Из вонючей жижи, покрывающей зал, выбирались покрытые мерзостью существа. Они были сложены кто во что горазд – из пары крыльев и чешуйчатой шеи, из крепких лап на волосатом туловище и глазах на хвосте, из дюжины юрких рук, соединенных перепонками и острого клюва сверху. Они брели на подгибающихся, сгибающихся в разные стороны конечностях, спотыкались обратно в тягучую жижу, которая с радостью схватывала их, возвращая другими, то лапы недосчитаются, то ряд зубов прибавится под хвостом. Они пищали и шипели, пробуя новые звуковые отверстия, хрипели и гавкали, стонали и хохотали. Они глядели вокруг одним, двумя, тремя, пятьюдесятью глазами, хватали и тянули к себе соседей, тянули в пасть, к груди, в промежность, или уползали от тянущихся к ним лап.

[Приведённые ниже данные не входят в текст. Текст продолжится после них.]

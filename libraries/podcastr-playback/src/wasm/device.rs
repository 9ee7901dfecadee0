//! `AudioDevice` over an `HtmlAudioElement`

use crate::device::{AudioDevice, DeviceEvent, DeviceEventKind, LoadToken, MediaSnapshot};
use js_sys::Promise;
use url::Url;
use web_sys::HtmlAudioElement;

/// Browser audio element as a player device
///
/// The element's events carry no load identity and are delivered from a
/// task queue, so a report can describe a source that was already replaced.
/// [`stamp`](Self::stamp) checks the element's state when the report is
/// handled and tags stale ones with the token of the previous load.
pub struct HtmlAudioDevice {
    element: HtmlAudioElement,
    token: LoadToken,
    retired: LoadToken,
    source: Option<Url>,
    pending_play: Option<(LoadToken, Promise)>,
}

impl HtmlAudioDevice {
    pub fn new(element: HtmlAudioElement) -> Self {
        Self {
            element,
            token: LoadToken::default(),
            retired: LoadToken::default(),
            source: None,
            pending_play: None,
        }
    }

    pub fn element(&self) -> &HtmlAudioElement {
        &self.element
    }

    /// Token of the source currently assigned to the element
    pub fn token(&self) -> LoadToken {
        self.token
    }

    /// The promise of the last `play()` with the load it was issued for
    ///
    /// The promise rejects when the browser refuses to start (autoplay
    /// policy) or when a newer load aborts it; report the rejection with
    /// the returned token so the second case is dropped as stale.
    pub fn take_play_promise(&mut self) -> Option<(LoadToken, Promise)> {
        self.pending_play.take()
    }

    /// Tag an element event with the load it belongs to
    pub fn stamp(&self, kind: DeviceEventKind) -> DeviceEvent {
        let token = if self.snapshot().is_current(&kind) {
            self.token
        } else {
            self.retired
        };
        DeviceEvent::new(token, kind)
    }

    fn snapshot(&self) -> MediaSnapshot {
        let current_src = self.element.current_src();
        MediaSnapshot {
            paused: self.element.paused(),
            source_matches: self
                .source
                .as_ref()
                .is_some_and(|url| url.as_str() == current_src),
        }
    }

    fn retire(&mut self) {
        self.retired = self.token;
        self.pending_play = None;
    }
}

impl AudioDevice for HtmlAudioDevice {
    fn load(&mut self, token: LoadToken, url: &Url) {
        self.retire();
        self.token = token;
        self.source = Some(url.clone());
        self.element.set_src(url.as_str());
    }

    fn play(&mut self) {
        self.pending_play = self.element.play().ok().map(|promise| (self.token, promise));
    }

    fn pause(&mut self) {
        self.element.pause().ok();
    }

    fn seek(&mut self, seconds: u32) {
        self.element.set_current_time(f64::from(seconds));
    }

    fn set_loop(&mut self, looping: bool) {
        self.element.set_loop(looping);
    }

    fn stop(&mut self) {
        self.retire();
        self.source = None;
        self.element.pause().ok();
        self.element.remove_attribute("src").ok();
        self.element.load();
    }
}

- А превратились в белых журавлей, - произнес кто-то, но соседи навалились на него, затолкали обратно под ил, держали, пока пузырьки не перестали выходить наружу.

В память о китайце, летящем под потолочным сводом, они сложили над источником один на другой десяток камней и безуспешно попытались прочитать стих, произнесенный Степаном. Морщась от отвращения, они пили из источника посреди площади, пока у них не потрескались зубы и не лопнула шелуха хитиновых скелетов, а содержимое утекло под землю.

За ними, оглушенные и онемевшие, выползали наружу дети. Босые и голые, дети поднимались на ноги под серебристо серыми тополями, загорающимися на закате золотом и победной медью. Дети подставляли кожу лучам, омывающим ее от пепла и крови, от гнилой топи, чтобы сбросить остатки памяти в тень, в щели между корнями и плитками, где вороны склюют ее без остатка.